Differential regulation of Shh-Gli1 cell signalling pathway on homeodomain transcription factors Nkx2.2 and Pax6 during the medulloblastoma genesis.

BACKGROUND

Medulloblastoma is a pediatric malignant brain tumor associated with an aberrantly activated Shh pathway. The Shh pathway acts via downstream effector molecules, including Pax6 and Nkx2.2. Transcription factor Nkx2.2 plays crucial roles during early embryonic patterning and development. In this study, we aimed to determine the role of transcription factor Nkx2.2 in medulloblastoma development.

METHODS AND RESULTS

Here, whole transcriptome levels and suppressive effect of transcription factor Nkx2.2 on Pax6 were assessed using one normal human brain and three surgically removed medulloblastoma samples.
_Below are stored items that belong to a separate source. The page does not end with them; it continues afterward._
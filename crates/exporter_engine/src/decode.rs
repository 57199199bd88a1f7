use chardetng::EncodingDetector;
use encoding_rs::Encoding;

#[derive(Debug, Clone, PartialEq, Eq)]
pub struct DecodedSnapshot {
    pub html: String,
    pub encoding_label: String,
}

#[derive(Debug, thiserror::Error, PartialEq, Eq)]
pub enum DecodeError {
    #[error("snapshot is not valid {encoding}")]
    Malformed { encoding: String },
}

/// Decode a captured page to UTF-8: BOM first, then `chardetng` detection.
///
/// Saved pages carry no transport headers, so the bytes are all we have.
pub fn decode_snapshot(bytes: &[u8]) -> Result<DecodedSnapshot, DecodeError> {
    let encoding = match Encoding::for_bom(bytes) {
        Some((encoding, _)) => encoding,
        None => {
            let mut detector = EncodingDetector::new();
            detector.feed(bytes, true);
            detector.guess(None, true)
        }
    };

    let (text, _, had_errors) = encoding.decode(bytes);
    if had_errors {
        return Err(DecodeError::Malformed {
            encoding: encoding.name().to_string(),
        });
    }
    Ok(DecodedSnapshot {
        html: text.into_owned(),
        encoding_label: encoding.name().to_string(),
    })
}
Additionally, protein levels of Shh, Gli1, Pax6, and Nkx2.2 and co-expression patterns of Pax6 and Nkx2.2 were assessed in 14 medulloblastoma samples. Quantitative reverse transcription-polymerase chain reaction revealed the suppressive effect of Nkx2.2 on Pax6. D283 cells were treated with the Shh pathway activator, SAG, and Gli1 inhibitor, GANT61, which revealed Pax6-Nkx2.2 regulation. Increased cell proliferation was observed in D283 cells transfected with Nkx2.2 small interfering RNA. Moreover, mRNA expression levels of Shh, Pax6, Nkx2.2, and Gli1 were assessed in Daoy cells transfected with Gli1 and Nkx2.2 small interfering RNAs using quantitative reverse transcription-polymerase chain reaction. Pax6 levels were increased in Nkx2.2 siRNA-transfected cells.

CONCLUSIONS

Aberrantly activated Shh pathway leads to the ectopic expression of Pax6 in granular cells, inducing medulloblastoma development. Moreover, Nkx2.2 transcription factor acts as a suppressor of Pax6 during medulloblastoma development and maintenance. Overall, this study provides novel insights for the development of effective therapeutic strategies and suggests potential targets for medulloblastoma.